# STICKER SHOCK: Ticket prices for Bobcats eye-popping



## tdizzle (Apr 12, 2003)

STICKER SHOCK: Ticket prices for Bobcats eye-popping (8-11-03).
http://www.journalnow.com/servlet/S...stArticle&c=MGArticle&cid=1031770435641&path=!sports&s=1037645509200

_CHARLOTTE - Basketball fans anxious for the NBA to return to Charlotte got a dose of reality recently when the Charlotte Bobcats announced ticket prices for their inaugural 2004-05 season.

Tickets will sell for up to $115 per seat per game, with the average ticket costing $46. It will cost at least $30 to get a seat in the lower bowl of the Charlotte Coliseum, $54 for what would generally be considered a decent seat in the end zone, and $75 for a seat between the baskets. A good seat in the upper deck will go for $35.

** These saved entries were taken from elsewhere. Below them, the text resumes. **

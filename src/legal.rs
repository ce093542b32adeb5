/*
 * Mantis, a chess rules engine
 * Copyright (C) 2024 Ciekce
 *
 * Mantis is free software: you can redistribute it and/or modify
 * it under the terms of the GNU General Public License as published by
 * the Free Software Foundation, either version 3 of the License, or
 * (at your option) any later version.
 *
 * Mantis is distributed in the hope that it will be useful,
 * but WITHOUT ANY WARRANTY; without even the implied warranty of
 * MERCHANTABILITY or FITNESS FOR A PARTICULAR PURPOSE. See the
 * GNU General Public License for more details.
 *
 * You should have received a copy of the GNU General Public License
 * along with Mantis. If not, see <https://www.gnu.org/licenses/>.
 */

//! Narrows pseudolegal moves down to the ones that keep the mover's king
//! safe.

use crate::bitboard::Bitboard;
use crate::chess_move::{ChessMove, MoveFlag};
use crate::core::{PieceKind, Square};
use crate::movegen::{generate_pseudolegal, MoveList, PseudoMoveList};
use crate::position::BoardState;
use crate::rays::{diagonally_aligned, orthogonally_aligned, ray_between};

/// Exposure of the side to move's king: who gives check and which
/// friendly pieces are pinned, and by whom.
#[derive(Debug, Clone)]
pub(crate) struct KingSafety {
    king: Square,
    checkers: Bitboard,
    pinned: Bitboard,
    pinners: [Option<Square>; 64],
}

impl KingSafety {
    pub fn analyze(state: &BoardState) -> Self {
        let us = state.side_to_move;
        let them = us.flip();

        let king = state.king_square(us);
        let occ = state.occupied;
        let ours = state.color_occupancy(us);

        let checkers = state.attackers_to(king, them, occ);

        let their_queens = state.pieces(them, PieceKind::Queen);
        let orthogonal = state.pieces(them, PieceKind::Rook) | their_queens;
        let diagonal = state.pieces(them, PieceKind::Bishop) | their_queens;

        let mut pinned = Bitboard::EMPTY;
        let mut pinners = [None; 64];

        for slider in orthogonal | diagonal {
            let aligned = (orthogonal.get(slider) && orthogonally_aligned(king, slider))
                || (diagonal.get(slider) && diagonally_aligned(king, slider));

            if !aligned {
                continue;
            }

            let blockers = ray_between(king, slider) & occ;

            if blockers.popcount() == 1 && !(blockers & ours).is_empty() {
                let sq = blockers.lowest_square();
                pinned.set(sq);
                pinners[sq.idx()] = Some(slider);
            }
        }

        Self {
            king,
            checkers,
            pinned,
            pinners,
        }
    }

    #[must_use]
    pub fn in_check(&self) -> bool {
        !self.checkers().is_empty()
    }

    #[must_use]
    pub fn checkers(&self) -> Bitboard {
        self.checkers
    }

    #[must_use]
    pub fn is_pinned(&self, sq: Square) -> bool {
        self.pinned.get(sq)
    }

    /// Squares a piece on `sq` may move to without breaking its pin:
    /// the line up to and including the pinner, or everything.
    #[must_use]
    pub fn pin_ray(&self, sq: Square) -> Bitboard {
        match self.pinners[sq.idx()] {
            Some(pinner) => ray_between(self.king, pinner).with(pinner),
            None => Bitboard::ALL,
        }
    }

    fn king_move_is_safe(&self, state: &BoardState, mv: ChessMove) -> bool {
        let them = state.side_to_move.flip();

        // a slider's ray must be able to pass through the king's old square
        let occ = state.occupied.without(self.king);

        if mv.flag() == MoveFlag::Castling {
            if self.in_check() {
                return false;
            }

            let path = ray_between(mv.src(), mv.dst()).with(mv.dst());
            return path.into_iter().all(|sq| !state.is_attacked(sq, them, occ));
        }

        !state.is_attacked(mv.dst(), them, occ)
    }

    // En passant removes two pieces from the board, one of which is not
    // the mover, so pins through the captured pawn go unseen. Replay the
    // capture on a copy and look at the king directly.
    fn en_passant_is_safe(&self, state: &BoardState, mv: ChessMove) -> bool {
        let mut scratch = *state;
        scratch.make_move(mv);

        !scratch.is_attacked(self.king, state.side_to_move.flip(), scratch.occupied)
    }

    #[must_use]
    pub fn permits(&self, state: &BoardState, mv: ChessMove) -> bool {
        let src = mv.src();
        let dst = mv.dst();

        if src == self.king {
            return self.king_move_is_safe(state, mv);
        }

        let allowed = match self.checkers.popcount() {
            0 => self.pin_ray(src).get(dst),
            1 => {
                let checker = self.checkers.lowest_square();
                let evasion = ray_between(self.king, checker).with(checker);

                let takes_checker_en_passant = mv.flag() == MoveFlag::EnPassant
                    && dst.offset(-state.side_to_move.forward()) == checker;

                !self.is_pinned(src) && (evasion.get(dst) || takes_checker_en_passant)
            }
            _ => false,
        };

        allowed && (mv.flag() != MoveFlag::EnPassant || self.en_passant_is_safe(state, mv))
    }
}

/// Fills `moves` with the legal moves of `state`, keeping pseudolegal
/// generation order.
pub(crate) fn generate_legal(moves: &mut MoveList, state: &BoardState, safety: &KingSafety) {
    let mut pseudolegal = PseudoMoveList::new();
    generate_pseudolegal(&mut pseudolegal, state);

    moves.extend(
        pseudolegal
            .into_iter()
            .filter(|mv| safety.permits(state, *mv)),
    );
}

#[cfg(test)]
mod tests {
    use super::*;
    use crate::fen;

    fn legal(fen: &str) -> Vec<String> {
        let state = fen::parse(fen).unwrap();
        let safety = KingSafety::analyze(&state);
        let mut moves = MoveList::new();
        generate_legal(&mut moves, &state, &safety);
        moves.iter().map(ToString::to_string).collect()
    }

    #[test]
    fn finds_pins_and_pinners() {
        let state = fen::parse("4k3/8/8/b7/8/8/3N4/4K3 w - - 0 1").unwrap();
        let safety = KingSafety::analyze(&state);

        assert!(!safety.in_check());
        assert!(safety.is_pinned(Square::D2));
        assert_eq!(
            safety.pin_ray(Square::D2),
            [Square::D2, Square::C3, Square::B4, Square::A5]
                .into_iter()
                .collect::<Bitboard>()
        );
        assert_eq!(safety.pin_ray(Square::E1), Bitboard::ALL);
    }

    #[test]
    fn two_blockers_are_not_a_pin() {
        let state = fen::parse("4k3/4r3/8/8/4N3/8/4P3/4K3 w - - 0 1").unwrap();
        let safety = KingSafety::analyze(&state);

        assert!(!safety.is_pinned(Square::E4));
        assert!(!safety.is_pinned(Square::E2));
    }

    #[test]
    fn pinned_knight_cannot_move() {
        let moves = legal("4k3/4r3/8/8/8/8/4N3/4K3 w - - 0 1");
        assert!(!moves.iter().any(|mv| mv.starts_with("e2")));
    }

    #[test]
    fn single_check_must_be_answered() {
        // Rb8+ against the king on b1: block on b2..b7, take the rook, or step aside
        let moves = legal("1r2k3/8/8/8/8/8/6B1/1K6 w - - 0 1");
        assert!(moves.contains(&"g2b7".to_owned()));
        assert!(!moves.contains(&"g2h3".to_owned()));
        assert!(moves.contains(&"b1a1".to_owned()));
        assert!(!moves.contains(&"b1b2".to_owned()));
    }

    #[test]
    fn double_check_leaves_only_king_moves() {
        let state = fen::parse("4k3/8/8/8/8/5n2/8/R3K2r w Q - 0 1").unwrap();
        let safety = KingSafety::analyze(&state);
        assert_eq!(safety.checkers().popcount(), 2);

        let moves = legal("4k3/8/8/8/8/5n2/8/R3K2r w Q - 0 1");
        assert!(moves.iter().all(|mv| mv.starts_with("e1")));
        assert!(!moves.contains(&"e1c1".to_owned()));
    }

    #[test]
    fn king_cannot_retreat_along_the_checking_line() {
        let moves = legal("4k3/8/8/8/8/8/8/r3K3 w - - 0 1");
        assert!(!moves.contains(&"e1f1".to_owned()));
        assert!(moves.contains(&"e1e2".to_owned()));
    }

    #[test]
    fn castling_through_attacked_square() {
        // d1 is covered by the rook on d8, b1 on the queen side is not on the king's path
        let moves = legal("3rk3/8/8/8/8/8/8/R3K2R w KQ - 0 1");
        assert!(moves.contains(&"e1g1".to_owned()));
        assert!(!moves.contains(&"e1c1".to_owned()));

        let moves = legal("1r2k3/8/8/8/8/8/8/R3K2R w KQ - 0 1");
        assert!(moves.contains(&"e1c1".to_owned()));
    }

    #[test]
    fn en_passant_evades_pawn_check() {
        // d7d5 gave check to the king on e4; exd6 removes the checker
        let moves = legal("4k3/8/8/3pP3/4K3/8/8/8 w - d6 0 1");
        assert!(moves.contains(&"e5d6".to_owned()));
    }
}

Of course, it was firmly established from the day that the Bobcats were born that ticket prices would be higher than when the Hornets were still in Charlotte.

But there might have been an assumption that the tickets would not get significantly more expensive until the Bobcats moved into their new arena in uptown Charlotte in the fall of 2005. And, there's something about seeing the raw, cold numbers that hits a little closer to home than an undefined notion that tickets will be more costly.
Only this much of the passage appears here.